In the data that follows, find the line with "The same cycle"; transcribe it, every later line up to the one with "and the ones", and that line as well, exactly and with no others.
════════
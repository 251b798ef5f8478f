use super::SyntaxError;
use logos::Logos;
use std::ops::Range;

#[derive(Logos, Copy, Clone, PartialEq, Eq, Hash, Debug)]
#[logos(skip r"[ \t\r\n]+")]
pub enum Token {
    #[token("&&")]
    AndAnd,
    #[token("||")]
    OrOr,
    #[token("!")]
    Bang,
    #[token("(")]
    LParen,
    #[token(")")]
    RParen,
    #[token(",")]
    Comma,
    #[token("..")]
    DotDot,
    #[token(".")]
    Dot,
    #[token("+")]
    Plus,
    #[token("@")]
    At,
    #[token("[")]
    LBracket,
    #[token("]")]
    RBracket,

    /// Identifier, possibly containing `*` wildcards
    #[regex(r"[a-zA-Z_$*][a-zA-Z0-9_$*]*")]
    Word,
}

impl Token {
    pub fn describe(self) -> &'static str {
        match self {
            Token::AndAnd => "`&&`",
            Token::OrOr => "`||`",
            Token::Bang => "`!`",
            Token::LParen => "`(`",
            Token::RParen => "`)`",
            Token::Comma => "`,`",
            Token::DotDot => "`..`",
            Token::Dot => "`.`",
            Token::Plus => "`+`",
            Token::At => "`@`",
            Token::LBracket => "`[`",
            Token::RBracket => "`]`",
            Token::Word => "identifier",
        }
    }
}

#[derive(Clone, PartialEq, Eq, Debug)]
pub struct Lexeme<'s> {
    pub token: Token,
    pub text: &'s str,
    pub span: Range<usize>,
}

/// Split pointcut text into tokens
pub fn tokenize(source: &str) -> Result<Vec<Lexeme<'_>>, SyntaxError> {
    let mut lexemes = vec![];
    let mut lexer = Token::lexer(source);
    while let Some(token) = lexer.next() {
        let span = lexer.span();
        match token {
            Ok(token) => lexemes.push(Lexeme {
                token,
                text: lexer.slice(),
                span,
            }),
            Err(()) => {
                return Err(SyntaxError {
                    message: format!("unexpected character(s) `{}`", lexer.slice()),
                    span,
                })
            }
        }
    }
    Ok(lexemes)
}

#[cfg(test)]
mod test {
    use super::*;

    fn tokens(source: &str) -> Vec<(Token, &str)> {
        tokenize(source)
            .unwrap()
            .into_iter()
            .map(|lexeme| (lexeme.token, lexeme.text))
            .collect()
    }

    #[test]
    fn package_wildcards() {
        assert_eq!(
            tokens("call(* com..*Service+.get*(..))"),
            vec![
                (Token::Word, "call"),
                (Token::LParen, "("),
                (Token::Word, "*"),
                (Token::Word, "com"),
                (Token::DotDot, ".."),
                (Token::Word, "*Service"),
                (Token::Plus, "+"),
                (Token::Dot, "."),
                (Token::Word, "get*"),
                (Token::LParen, "("),
                (Token::DotDot, ".."),
                (Token::RParen, ")"),
                (Token::RParen, ")"),
            ]
        );
    }

    #[test]
    fn operators_and_errors() {
        assert_eq!(
            tokens("!a()&&b() || @this(X)"),
            vec![
                (Token::Bang, "!"),
                (Token::Word, "a"),
                (Token::LParen, "("),
                (Token::RParen, ")"),
                (Token::AndAnd, "&&"),
                (Token::Word, "b"),
                (Token::LParen, "("),
                (Token::RParen, ")"),
                (Token::OrOr, "||"),
                (Token::At, "@"),
                (Token::Word, "this"),
                (Token::LParen, "("),
                (Token::Word, "X"),
                (Token::RParen, ")"),
            ]
        );

        let err = tokenize("call(List<String> *(..))").unwrap_err();
        assert_eq!(err.span.start, 9);
    }
}
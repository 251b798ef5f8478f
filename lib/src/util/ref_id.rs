use stable_deref_trait::StableDeref;
use std::borrow::Borrow;
use std::cmp::Ordering;
use std::fmt;
use std::hash::{Hash, Hasher};
use std::ops::Deref;

/// Handle into an arena whose identity (for equality, hashing, and ordering) is the address of
/// the arena slot and not the data stored there.
///
/// Handles are `Copy` and never own what they point to, so graphs with back-edges (a method
/// pointing at its class, a class listing its methods) stay acyclic from the borrow checker's
/// perspective.
pub struct RefId<'a, T: ?Sized>(pub &'a T);

impl<'a, T: ?Sized> Clone for RefId<'a, T> {
    fn clone(&self) -> Self {
        RefId(self.0)
    }
}

impl<'a, T: ?Sized> Copy for RefId<'a, T> {}

impl<'a, T> Hash for RefId<'a, T> {
    fn hash<H: Hasher>(&self, state: &mut H) {
        std::ptr::hash(self.0, state)
    }
}

impl<'a, 'b, T> PartialEq<RefId<'b, T>> for RefId<'a, T> {
    fn eq(&self, other: &RefId<'b, T>) -> bool {
        std::ptr::eq(self.0, other.0)
    }
}

impl<'a, T> Eq for RefId<'a, T> {}

impl<'a, 'b, T> PartialOrd<RefId<'b, T>> for RefId<'a, T> {
    fn partial_cmp(&self, other: &RefId<'b, T>) -> Option<Ordering> {
        Some((self.0 as *const T).cmp(&(other.0 as *const T)))
    }
}

impl<'a, T> Ord for RefId<'a, T> {
    fn cmp(&self, other: &RefId<'a, T>) -> Ordering {
        (self.0 as *const T).cmp(&(other.0 as *const T))
    }
}

impl<'a, T: ?Sized> Deref for RefId<'a, T> {
    type Target = T;

    fn deref(&self) -> &T {
        self.0
    }
}

impl<'a, T: ?Sized> Borrow<T> for RefId<'a, T> {
    fn borrow(&self) -> &T {
        self.0
    }
}

impl<'a, T: ?Sized + fmt::Debug> fmt::Debug for RefId<'a, T> {
    fn fmt(&self, f: &mut fmt::Formatter<'_>) -> fmt::Result {
        self.0.fmt(f)
    }
}

unsafe impl<'a, T: ?Sized> StableDeref for RefId<'a, T> {}
mod common;

use common::*;
use jweave::jvm::class_file::{ClassFile, Version};
use jweave::jvm::class_graph::{ClassGraph, ClassGraphArenas, JavaLibrary};
use jweave::jvm::code::{BranchInstruction, CodeItem, Instruction, InvokeType};
use jweave::jvm::{ClassAccessFlags, FieldType, MethodAccessFlags};
use jweave::weaver::pointcut::{CflowCounters, Resolver};
use jweave::weaver::shadow::{find_shadows, ShadowKind};
use jweave::weaver::syntax::{parse_pointcut, parse_type_patterns};
use jweave::weaver::{
    fallback_order, sort_by_precedence, weave, AdviceKind, MatchValue, Outcome, PartialOrder,
    PrecedenceRules, ResolvedAspects, Settings, Severity,
};

#[test]
fn unrelated_target_is_never_matched() {
    let arenas = ClassGraphArenas::new();
    let graph = ClassGraph::new(&arenas);
    let java = JavaLibrary::add_to_graph(&graph);
    let settings = Settings::default();

    library_class(&graph, java.object, "app/B", ClassAccessFlags::PUBLIC);
    let c = library_class(&graph, java.object, "app/C", ClassAccessFlags::PUBLIC);
    let work = library_method(&graph, c, "work", vec![], None, MethodAccessFlags::PUBLIC);
    let original = vec![
        CodeItem::Instruction(Instruction::ALoad(0)),
        CodeItem::Instruction(Instruction::Invoke(InvokeType::Virtual, work.as_ref())),
        CodeItem::Branch(BranchInstruction::Return),
    ];
    let a = read_class(
        &graph,
        "app/A",
        vec![],
        vec![MethodSpec {
            name: "run",
            descriptor: void_descriptor(vec![FieldType::object(binary_name("app/C"))]),
            access_flags: MethodAccessFlags::PUBLIC | MethodAccessFlags::STATIC,
            max_locals: 1,
            items: original.clone(),
        }],
    );

    let pointcut = "call(* *(..)) && within(app.A) && target(app.B)";
    let tracing = aspect(&graph, &java, "app/Tracing", &[(AdviceKind::Before, "log", pointcut)]);

    // The call shadow is ruled out on its shape alone
    let mut counters = CflowCounters::new(settings.cflow_counter_prefix.clone(), java.cflow_counter.class);
    let resolved = Resolver::new(&graph, &[], &mut counters)
        .resolve(tracing.class, &parse_pointcut(pointcut).unwrap(), &[])
        .unwrap();
    let shadows = find_shadows(&a, &graph, &java);
    let call = shadows
        .iter()
        .find(|shadow| shadow.kind == ShadowKind::MethodCall)
        .expect("call shadow");
    assert_eq!(resolved.fast_match(&call.shape()), MatchValue::Never);

    let output = weave(&graph, &java, &settings, vec![a], &[tracing], None);
    assert_eq!(output.types[0].outcome, Outcome::Unchanged);
    let body = &output.types[0].class.methods[0].code_impl.as_ref().unwrap().items;
    assert_eq!(body, &original);

    assert_eq!(output.diagnostics.len(), 1);
    assert_eq!(output.diagnostics[0].severity, Severity::Lint);
    assert_eq!(
        output.diagnostics[0].message,
        "before advice app.Tracing.log has not been applied"
    );
}

/// `app/Main.run()` calling the static `app/Service.work()`
fn call_site<'g>(graph: &ClassGraph<'g>, java: &JavaLibrary<'g>) -> (jweave::jvm::model::Class<'g>, CodeItem) {
    let service = library_class(graph, java.object, "app/Service", ClassAccessFlags::PUBLIC);
    let work = library_method(
        graph,
        service,
        "work",
        vec![],
        None,
        MethodAccessFlags::PUBLIC | MethodAccessFlags::STATIC,
    );
    let call = CodeItem::Instruction(Instruction::Invoke(InvokeType::Static, work.as_ref()));
    let main = read_class(
        graph,
        "app/Main",
        vec![],
        vec![MethodSpec {
            name: "run",
            descriptor: void_descriptor(vec![]),
            access_flags: MethodAccessFlags::PUBLIC | MethodAccessFlags::STATIC,
            max_locals: 0,
            items: vec![call.clone(), CodeItem::Branch(BranchInstruction::Return)],
        }],
    );
    (main, call)
}

fn invoke_static(method: jweave::jvm::class_graph::MethodId<'_>) -> CodeItem {
    CodeItem::Instruction(Instruction::Invoke(InvokeType::Static, method.as_ref()))
}

#[test]
fn lower_precedence_advice_is_closer_to_the_join_point() {
    let arenas = ClassGraphArenas::new();
    let graph = ClassGraph::new(&arenas);
    let java = JavaLibrary::add_to_graph(&graph);
    let settings = Settings::default();
    let (main, call) = call_site(&graph, &java);

    let pointcut = "call(* app.Service.work())";
    let ordering = aspect(
        &graph,
        &java,
        "app/Ordering",
        &[
            (AdviceKind::AfterReturning, "adv1", pointcut),
            (AdviceKind::AfterReturning, "adv2", pointcut),
        ],
    );
    let (adv1, adv2) = (ordering.advice[0].method, ordering.advice[1].method);

    // The later `after` advice has precedence, so it sorts last
    let mut diagnostics = vec![];
    let resolved = ResolvedAspects::resolve(
        &graph,
        &java,
        &settings,
        std::slice::from_ref(&ordering),
        &mut diagnostics,
    );
    assert!(diagnostics.is_empty());
    let rules = PrecedenceRules {
        declared: &resolved.precedence,
    };
    assert_eq!(
        rules.compare(&resolved.advice[0], &resolved.advice[1]),
        PartialOrder::Less
    );
    let order = sort_by_precedence(
        &resolved.advice,
        |a, b| rules.compare(a, b),
        |a, b| fallback_order(a, b),
    )
    .unwrap();
    assert_eq!(order, vec![0, 1]);

    // ... and wraps the other one
    let output = weave(&graph, &java, &settings, vec![main], &[ordering], None);
    assert!(output.diagnostics.is_empty(), "{:?}", output.diagnostics);
    let woven = output.types.into_iter().next().unwrap();
    assert_eq!(woven.outcome, Outcome::Woven);
    assert_eq!(
        woven.class.methods[0].code_impl.as_ref().unwrap().items,
        vec![
            call,
            invoke_static(adv1),
            invoke_static(adv2),
            CodeItem::Branch(BranchInstruction::Return),
        ]
    );

    let bytes = woven
        .class
        .serialize(settings.output_version)
        .unwrap()
        .to_bytes()
        .unwrap();
    let reparsed = ClassFile::parse(&bytes).unwrap();
    assert_eq!(reparsed.version, Version::JAVA5);
    assert_eq!(reparsed.methods.len(), 1);
}

#[test]
fn earlier_before_advice_runs_first() {
    let arenas = ClassGraphArenas::new();
    let graph = ClassGraph::new(&arenas);
    let java = JavaLibrary::add_to_graph(&graph);
    let (main, call) = call_site(&graph, &java);

    let pointcut = "call(* app.Service.work())";
    let ordering = aspect(
        &graph,
        &java,
        "app/Ordering",
        &[
            (AdviceKind::Before, "first", pointcut),
            (AdviceKind::Before, "second", pointcut),
        ],
    );
    let (first, second) = (ordering.advice[0].method, ordering.advice[1].method);

    let output = weave(&graph, &java, &Settings::default(), vec![main], &[ordering], None);
    assert_eq!(
        output.types[0].class.methods[0].code_impl.as_ref().unwrap().items,
        vec![
            invoke_static(first),
            invoke_static(second),
            call,
            CodeItem::Branch(BranchInstruction::Return),
        ]
    );
}

#[test]
fn circular_precedence_is_reported() {
    // Plain comparator: A < B, B < C, C < A
    let table = [('A', 'B'), ('B', 'C'), ('C', 'A')];
    let compare = |a: &char, b: &char| {
        if table.contains(&(*a, *b)) {
            PartialOrder::Less
        } else if table.contains(&(*b, *a)) {
            PartialOrder::Greater
        } else {
            PartialOrder::Incomparable
        }
    };
    let cycle = sort_by_precedence(&['A', 'B', 'C'], compare, |a, b| a.cmp(b)).unwrap_err();
    let mut members = cycle.members.clone();
    members.sort_unstable();
    assert_eq!(members, vec![0, 1, 2]);

    // The same cycle between aspects, through `declare precedence`
    let arenas = ClassGraphArenas::new();
    let graph = ClassGraph::new(&arenas);
    let java = JavaLibrary::add_to_graph(&graph);
    let (main, call) = call_site(&graph, &java);
    let pointcut = "call(* app.Service.work())";
    let mut a = aspect(&graph, &java, "app/A", &[(AdviceKind::Before, "advise", pointcut)]);
    let b = aspect(&graph, &java, "app/B", &[(AdviceKind::Before, "advise", pointcut)]);
    let c = aspect(&graph, &java, "app/C", &[(AdviceKind::Before, "advise", pointcut)]);
    a.precedence = vec![
        parse_type_patterns("app.B, app.A").unwrap(),
        parse_type_patterns("app.C, app.B").unwrap(),
        parse_type_patterns("app.A, app.C").unwrap(),
    ];

    let output = weave(&graph, &java, &Settings::default(), vec![main], &[a, b, c], None);
    assert_eq!(output.types[0].outcome, Outcome::Failed);
    assert_eq!(
        output.types[0].class.methods[0].code_impl.as_ref().unwrap().items,
        vec![call, CodeItem::Branch(BranchInstruction::Return)]
    );
    let errors: Vec<_> = output
        .diagnostics
        .iter()
        .filter(|diagnostic| diagnostic.severity == Severity::Error)
        .collect();
    assert_eq!(errors.len(), 1);
    for member in &["app.A.advise", "app.B.advise", "app.C.advise"] {
        assert!(errors[0].message.contains(member), "{}", errors[0].message);
    }
}
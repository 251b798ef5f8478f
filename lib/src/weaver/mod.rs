//! Weave advice into classes
//!
//! Weaving a class goes through a fixed sequence of steps:
//!
//!   1. every [`shadow`] in the class is found
//!   2. each advice's [`pointcut`] is fast matched against the shape of the shadow, and the ones
//!      that aren't ruled out get fully matched, possibly leaving a [`residue`] to test at runtime
//!   3. advice matching the same shadow is ordered by [`precedence`](sort_by_precedence)
//!   4. calls to the advice are spliced into the shadow, guarded by the [`render`]ed residue
//!
//! Aspects are described by [`Aspect`] declarations, either built directly or extracted from
//! annotated aspect classes with [`Aspect::from_annotations`].

mod advice;
mod declarations;
mod diagnostics;
mod driver;
mod errors;
mod exposed_state;
mod match_value;
pub mod patterns;
pub mod pointcut;
mod precedence;
pub mod render;
pub mod residue;
mod settings;
pub mod shadow;
mod splice;
mod state;
pub mod syntax;

pub use advice::*;
pub use declarations::*;
pub use diagnostics::*;
pub use driver::*;
pub use errors::*;
pub use exposed_state::*;
pub use match_value::*;
pub use precedence::*;
pub use settings::*;
pub use state::*;
mod offset_vec;
mod ref_id;

pub use offset_vec::*;
pub use ref_id::*;
use std::cmp::Ordering;

/// Outcome of comparing the precedence of two candidates
#[derive(Copy, Clone, PartialEq, Eq, Hash, Debug)]
pub enum PartialOrder {
    /// The first candidate has lower precedence
    Less,

    /// The first candidate has higher precedence
    Greater,

    /// Nothing constrains the relative order of the candidates
    Incomparable,

    /// Some constraints put the first candidate lower and others put it higher
    Conflicting,
}

impl PartialOrder {
    pub fn reverse(self) -> PartialOrder {
        match self {
            PartialOrder::Less => PartialOrder::Greater,
            PartialOrder::Greater => PartialOrder::Less,
            PartialOrder::Incomparable => PartialOrder::Incomparable,
            PartialOrder::Conflicting => PartialOrder::Conflicting,
        }
    }
}

/// Candidates whose precedence constraints form a cycle
#[derive(Clone, PartialEq, Eq, Debug)]
pub struct PrecedenceCycle {
    /// Indices of the candidates on the cycle, each one having lower precedence than the next
    /// (and the last lower than the first)
    pub members: Vec<usize>,
}

/// Order candidates by increasing precedence
///
/// `compare` is asked about every pair in both directions and each answer is honoured, so a
/// comparison that disagrees with its reverse (or answers `Conflicting`) shows up as a cycle
/// of two. `compare` is only trusted where it doesn't answer `Incomparable`. Every other choice is made
/// by `fallback`, which only serves to make the output deterministic: whenever several
/// candidates are free to go next, the least according to `fallback` is taken.
///
/// The result is a permutation of the indices of `items`, lowest precedence first.
pub fn sort_by_precedence<T>(
    items: &[T],
    mut compare: impl FnMut(&T, &T) -> PartialOrder,
    mut fallback: impl FnMut(&T, &T) -> Ordering,
) -> Result<Vec<usize>, PrecedenceCycle> {
    let n = items.len();

    // `lower[j]` lists the candidates which must come before `j`
    let mut lower: Vec<Vec<usize>> = vec![vec![]; n];
    for i in 0..n {
        for j in i + 1..n {
            let forward = compare(&items[i], &items[j]);
            let backward = compare(&items[j], &items[i]).reverse();
            let mut i_below_j = false;
            let mut j_below_i = false;
            for answer in [forward, backward] {
                match answer {
                    PartialOrder::Less => i_below_j = true,
                    PartialOrder::Greater => j_below_i = true,
                    PartialOrder::Conflicting => {
                        i_below_j = true;
                        j_below_i = true;
                    }
                    PartialOrder::Incomparable => (),
                }
            }
            if i_below_j {
                lower[j].push(i);
            }
            if j_below_i {
                lower[i].push(j);
            }
        }
    }

    let mut placed = vec![false; n];
    let mut in_degree: Vec<usize> = lower.iter().map(Vec::len).collect();
    let mut order = Vec::with_capacity(n);
    while order.len() < n {
        let mut next: Option<usize> = None;
        for candidate in (0..n).filter(|c| !placed[*c] && in_degree[*c] == 0) {
            next = match next {
                Some(best) if fallback(&items[best], &items[candidate]) != Ordering::Greater => {
                    Some(best)
                }
                _ => Some(candidate),
            };
        }

        let next = match next {
            Some(next) => next,
            None => return Err(find_cycle(&lower, &placed)),
        };
        placed[next] = true;
        order.push(next);
        for (j, lower_j) in lower.iter().enumerate() {
            if !placed[j] && lower_j.contains(&next) {
                in_degree[j] -= 1;
            }
        }
    }
    Ok(order)
}

/// Walk backwards along unplaced predecessors until a candidate repeats
///
/// Every unplaced candidate has an unplaced predecessor, so the walk must eventually loop.
fn find_cycle(lower: &[Vec<usize>], placed: &[bool]) -> PrecedenceCycle {
    let start = placed.iter().position(|p| !p).unwrap_or(0);
    let mut path: Vec<usize> = vec![];
    let mut current = start;
    loop {
        if let Some(seen_at) = path.iter().position(|c| *c == current) {
            let mut members = path.split_off(seen_at);
            members.reverse();
            return PrecedenceCycle { members };
        }
        path.push(current);
        match lower[current].iter().find(|pred| !placed[**pred]) {
            Some(pred) => current = *pred,
            None => return PrecedenceCycle { members: path },
        }
    }
}

#[cfg(test)]
mod test {
    use super::*;

    fn by_table(table: &'static [(char, char)]) -> impl FnMut(&char, &char) -> PartialOrder {
        move |a, b| {
            if table.contains(&(*a, *b)) {
                PartialOrder::Less
            } else if table.contains(&(*b, *a)) {
                PartialOrder::Greater
            } else {
                PartialOrder::Incomparable
            }
        }
    }

    #[test]
    fn respects_constraints_then_fallback() {
        let items = ['d', 'c', 'b', 'a'];
        let order =
            sort_by_precedence(&items, by_table(&[('c', 'a')]), |a, b| a.cmp(b)).unwrap();
        let sorted: String = order.iter().map(|i| items[*i]).collect();
        assert_eq!(sorted, "bcad");
    }

    #[test]
    fn reports_cycles() {
        let items = ['x', 'a', 'b', 'c'];
        let cycle = sort_by_precedence(
            &items,
            by_table(&[('a', 'b'), ('b', 'c'), ('c', 'a')]),
            |a, b| a.cmp(b),
        )
        .unwrap_err();

        let mut members: Vec<char> = cycle.members.iter().map(|i| items[*i]).collect();
        assert_eq!(members.len(), 3);

        // Each member has lower precedence than the next one
        for (idx, member) in members.iter().enumerate() {
            let next = members[(idx + 1) % members.len()];
            assert!(
                [('a', 'b'), ('b', 'c'), ('c', 'a')].contains(&(*member, next)),
                "{} -> {}",
                member,
                next
            );
        }
        members.sort_unstable();
        assert_eq!(members, vec!['a', 'b', 'c']);
    }

    #[test]
    fn one_sided_answers_are_honoured() {
        // Only ever answers when asked with the larger item first
        let items = ['a', 'b', 'c'];
        let order = sort_by_precedence(
            &items,
            |a, b| {
                if (*a, *b) == ('c', 'a') {
                    PartialOrder::Less
                } else {
                    PartialOrder::Incomparable
                }
            },
            |a, b| a.cmp(b),
        )
        .unwrap();
        let sorted: String = order.iter().map(|i| items[*i]).collect();
        assert_eq!(sorted, "bca");
    }

    #[test]
    fn disagreeing_directions_form_a_cycle() {
        // Each item claims to be lower than the other
        let items = ['a', 'b', 'z'];
        let cycle = sort_by_precedence(
            &items,
            |a, b| {
                if *a != 'z' && *b != 'z' {
                    PartialOrder::Less
                } else {
                    PartialOrder::Incomparable
                }
            },
            |a, b| a.cmp(b),
        )
        .unwrap_err();
        let mut members: Vec<char> = cycle.members.iter().map(|i| items[*i]).collect();
        members.sort_unstable();
        assert_eq!(members, vec!['a', 'b']);
    }

    #[test]
    fn conflicting_pairs_form_a_cycle() {
        let items = ['p', 'q'];
        let cycle = sort_by_precedence(&items, |_, _| PartialOrder::Conflicting, |a, b| a.cmp(b))
            .unwrap_err();
        assert_eq!(cycle.members.len(), 2);
    }

    #[test]
    fn empty_and_single() {
        let none: [u8; 0] = [];
        assert_eq!(
            sort_by_precedence(&none, |_, _| PartialOrder::Incomparable, Ord::cmp),
            Ok(vec![])
        );
        assert_eq!(
            sort_by_precedence(&[7], |_, _| PartialOrder::Incomparable, Ord::cmp),
            Ok(vec![0])
        );
    }
}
════════
● Task response
    // The same cycle between aspects, through `declare precedence`
    let arenas = ClassGraphArenas::new();
    let graph = ClassGraph::new(&arenas);
    let java = JavaLibrary::add_to_graph(&graph);
    let (main, call) = call_site(&graph, &java);
    let pointcut = "call(* app.Service.work())";
    let mut a = aspect(&graph, &java, "app/A", &[(AdviceKind::Before, "advise", pointcut)]);
    let b = aspect(&graph, &java, "app/B", &[(AdviceKind::Before, "advise", pointcut)]);
    let c = aspect(&graph, &java, "app/C", &[(AdviceKind::Before, "advise", pointcut)]);
    a.precedence = vec![
        parse_type_patterns("app.B, app.A").unwrap(),
        parse_type_patterns("app.C, app.B").unwrap(),
        parse_type_patterns("app.A, app.C").unwrap(),
    ];

    let output = weave(&graph, &java, &Settings::default(), vec![main], &[a, b, c], None);
    assert_eq!(output.types[0].outcome, Outcome::Failed);
    assert_eq!(
        output.types[0].class.methods[0].code_impl.as_ref().unwrap().items,
        vec![call, CodeItem::Branch(BranchInstruction::Return)]
    );
    let errors: Vec<_> = output
        .diagnostics
        .iter()
        .filter(|diagnostic| diagnostic.severity == Severity::Error)
        .collect();
    assert_eq!(errors.len(), 1);
    for member in &["app.A.advise", "app.B.advise", "app.C.advise"] {
        assert!(errors[0].message.contains(member), "{}", errors[0].message);
    }
}
repository 251b798ef5f8478f
filename lib/src/weaver/mod.rs
//! Weave advice into classes
//!
//! Weaving a class goes through a fixed sequence of steps:
//!
//!   1. every [`shadow`] in the class is found
//!   2. each advice's [`pointcut`] is fast matched against the shape of the shadow, and the ones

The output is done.